A. E. M. : Les trois mesures fiscales citées précédemment concernent aussi bien les grandes entreprises, que les PME et les TPE. A titre d’exemple, l’annulation des pénalités et majorations fiscales permettrait à plusieurs petites entreprises de bénéficier de l’octroi des attestations de soumissions aux marchés publics. Il n’en reste pas moins que les TPE ont besoin d’un cadre fiscal incitatif, personnalisé, plus poussé et mieux adapté, surtout en période de démarrage, caractérisée par un taux de défaillance très important au Maroc. Ceci étant, à mon sens, le principal point d’achoppement des PME et TPE marocaines ne concerne pas la fiscalité, mais relève de la sous-capitalisation et du difficile accès aux financements.
F.N.H. : Enfin, selon vous, quels sont les leviers fiscaux à activer pour encourager le développement des entreprises marocaines qui se considèrent par ailleurs surtaxées par rapport aux sociétés issues de pays à développement similaire ?
A. E. M. : Une amélioration du niveau général de la pression fiscale au profit des entreprises marocaines passera inéluctablement par un élargissement de la base des assujettis fiscaux, tous secteurs confondus. La stratégie fiscale progressive nationale va dans ce sens : réintégration fiscale graduelle du secteur agricole, mesures incitatives pour capter le secteur informel, apport du patrimoine d’une entreprise individuelle à une société, généralisation de la télédéclaration.
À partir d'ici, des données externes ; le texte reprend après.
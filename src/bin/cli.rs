use homework_tracker::{
    Assignment, AssignmentKey, AssignmentService, FlatFileStore, RepeatType, ServiceError,
    export_assignments_to_csv, export_assignments_to_json, import_assignments_from_csv,
    import_assignments_from_json,
};
use std::io::{self, Write};
use std::path::PathBuf;

fn render_table(entries: &[(usize, Assignment)]) -> String {
    let headers = ["#", "due_date", "name", "course", "repeat"];
    let rows: Vec<[String; 5]> = entries
        .iter()
        .map(|(index, a)| {
            [
                index.to_string(),
                a.due_date_iso(),
                a.name.clone(),
                a.course.clone(),
                a.repeat_type.to_string(),
            ]
        })
        .collect();

    let mut widths: Vec<usize> = headers.iter().map(|h| h.len()).collect();
    for row in &rows {
        for (ci, cell) in row.iter().enumerate() {
            widths[ci] = widths[ci].max(cell.chars().count());
        }
    }

    let mut sep = String::from("+");
    for w in &widths {
        sep.push_str(&"-".repeat(*w + 2));
        sep.push('+');
    }

    let render_row = |cells: &[String]| {
        let mut line = String::from("|");
        for (ci, cell) in cells.iter().enumerate() {
            let pad = widths[ci].saturating_sub(cell.chars().count());
            line.push(' ');
            line.push_str(cell);
            line.push_str(&" ".repeat(pad));
            line.push_str(" |");
        }
        line
    };

    let mut out = String::new();
    out.push_str(&sep);
    out.push('\n');
    let header_cells: Vec<String> = headers.iter().map(|h| h.to_string()).collect();
    out.push_str(&render_row(&header_cells));
    out.push('\n');
    out.push_str(&sep);
    out.push('\n');
    for row in &rows {
        out.push_str(&render_row(row));
        out.push('\n');
    }
    out.push_str(&sep);
    out
}

fn print_help() {
    println!(
        "Commands:\n  help                                      Show this help\n  list                                      List assignments by due date (# is the file index)\n  keys                                      List assignments with their content keys\n  add <name> <course> <YYYY-MM-DD> [repeat] Add an assignment (repeat: none|weekly|monthly)\n  delete <index>                            Delete by file index\n  delete-key <key>                          Delete by content key\n  export <json|csv> <path>                  Write all assignments to a file\n  import <json|csv> <path>                  Append assignments from a file\n  repeats                                   List repeat types\n  quit|exit                                 Exit"
    );
}

fn print_list(service: &AssignmentService<FlatFileStore>) {
    match service.list_entries() {
        Ok(entries) => {
            let rows: Vec<(usize, Assignment)> = entries
                .into_iter()
                .map(|entry| (entry.index, entry.assignment))
                .collect();
            println!("{}", render_table(&rows));
        }
        Err(e) => println!("Error loading assignments: {}", e),
    }
}

fn data_file() -> PathBuf {
    std::env::var("HOMEWORK_DATA_FILE")
        .map(PathBuf::from)
        .unwrap_or_else(|_| PathBuf::from(homework_tracker::config::DEFAULT_DATA_FILE))
}

fn main() {
    homework_tracker::init_tracing();
    let service = AssignmentService::new(FlatFileStore::new(data_file()));

    println!("Homework Tracker (CLI) - type 'help' for commands\n");
    print_list(&service);

    let stdin = io::stdin();
    let mut line = String::new();
    loop {
        print!("> ");
        let _ = io::stdout().flush();
        line.clear();
        match stdin.read_line(&mut line) {
            Ok(0) | Err(_) => break,
            Ok(_) => {}
        }
        let input = line.trim();
        if input.is_empty() {
            continue;
        }

        let mut parts = input.split_whitespace();
        let cmd = parts.next().unwrap_or("");

        match cmd {
            "help" => print_help(),
            "quit" | "exit" => break,
            "list" => print_list(&service),
            "keys" => match service.list_entries() {
                Ok(entries) => {
                    for entry in entries {
                        println!(
                            "{}  {}  {}",
                            entry.key,
                            entry.assignment.due_date_iso(),
                            entry.assignment.name
                        );
                    }
                }
                Err(e) => println!("Error loading assignments: {}", e),
            },
            "repeats" => {
                println!("Available repeat types:");
                for (key, description) in RepeatType::variants() {
                    println!("  {:<10} {}", key, description);
                }
            }
            "add" => {
                let name = parts.next();
                let course = parts.next();
                let due = parts.next();
                let repeat = parts.next().unwrap_or("none");
                match (name, course, due) {
                    (Some(name), Some(course), Some(due)) => {
                        match service.add(name, course, due, repeat) {
                            Ok(record) => println!(
                                "Added '{}' ({}) due {}.",
                                record.name,
                                record.course,
                                record.due_date_iso()
                            ),
                            Err(e) => println!("Error: {}", e),
                        }
                    }
                    _ => println!("Usage: add <name> <course> <YYYY-MM-DD> [repeat]"),
                }
            }
            "delete" => match parts.next() {
                Some(index_s) => match index_s.parse::<i64>() {
                    Ok(index) => match service.delete(index) {
                        Ok(removed) => println!("Deleted '{}'.", removed.name),
                        Err(e) => println!("Error: {}", e),
                    },
                    Err(_) => println!("Invalid index"),
                },
                None => println!("Usage: delete <index>"),
            },
            "delete-key" => match parts.next() {
                Some(key) => match service.delete_by_key(&AssignmentKey::from(key)) {
                    Ok(removed) => println!("Deleted '{}'.", removed.name),
                    Err(e) => println!("Error: {}", e),
                },
                None => println!("Usage: delete-key <key>"),
            },
            "export" => {
                let kind = parts.next();
                let path = parts.next();
                match (kind, path) {
                    (Some(kind), Some(path)) => {
                        let records = match service.list() {
                            Ok(records) => records,
                            Err(e) => {
                                println!("Error loading assignments: {}", e);
                                continue;
                            }
                        };
                        let res = match kind {
                            "json" => export_assignments_to_json(&records, path),
                            "csv" => export_assignments_to_csv(&records, path),
                            _ => {
                                println!("Unknown format '{}', expected json or csv", kind);
                                continue;
                            }
                        };
                        match res {
                            Ok(()) => println!("Exported {} assignments to {}", records.len(), path),
                            Err(e) => println!("Export error: {}", e),
                        }
                    }
                    _ => println!("Usage: export <json|csv> <path>"),
                }
            }
            "import" => {
                let kind = parts.next();
                let path = parts.next();
                match (kind, path) {
                    (Some(kind), Some(path)) => {
                        let loaded = match kind {
                            "json" => import_assignments_from_json(path),
                            "csv" => import_assignments_from_csv(path),
                            _ => {
                                println!("Unknown format '{}', expected json or csv", kind);
                                continue;
                            }
                        };
                        match loaded.map_err(ServiceError::from).and_then(|r| service.extend(r)) {
                            Ok(count) => println!("Imported {} assignments from {}", count, path),
                            Err(e) => println!("Import error: {}", e),
                        }
                    }
                    _ => println!("Usage: import <json|csv> <path>"),
                }
            }
            other => println!("Unknown command '{}'. Type 'help'.", other),
        }
    }
}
Par ailleurs, la déconcentration de la pression fiscale jumelée à une meilleure répartition, suppose également une évaluation pertinente -sur les plans micro et macroéconomique-, et une révision appropriée de l’imposition des niches fiscalement exonérées, bénéficiant de dérogations, ou partiellement imposées. D’autres leviers fiscaux sont aussi à recommander. Il s’agit de la mise en place de mesures fiscales favorisant le renouvellement des investissements ainsi que celle d’un programme fiscal pluriannuel de réduction des disparités spatiales et régionales. Ces mesures seraient un bon atout pour un développement harmonieux des entreprises installées dans des zones défavorisées. ■
Propos recueillis par M. Diao
Le point de vue d’Abdellah El Fergui, président de la Confédération marocaine TPE-PME
«L’introduction de l’impôt sur les sociétés progressif est un bon signal pour l’allégement de la pression fiscale qui pèse sur les entreprises marocaines. Toutefois, en faisant le calcul de tous les impôts et taxes versés par les sociétés à l’Etat, l’on s’aperçoit que le Maroc a l’un des niveaux d’imposition les plus élevés au monde. Parfois, nous avons l’impression d’être associés au Fisc. Ce qui est d’autant plus anachronique que les TPE et PME bénéficient de très peu de soutien de la part de l’Etat.
Nous avons proposé au gouvernement d’intégrer dans le PLF 2018 une amnistie de 2 à 3 ans pour les paiements des arriérés des impôts et de CNSS. Au regard des derniers échanges avec le cabinet du Chef de gouvernement, nos doléances seraient à moitié satisfaites, puisque l’amnistie pourrait concerner la moitié des sommes dues. Toutefois, nous attendons de voir l’adoption définitive de la LF 2018».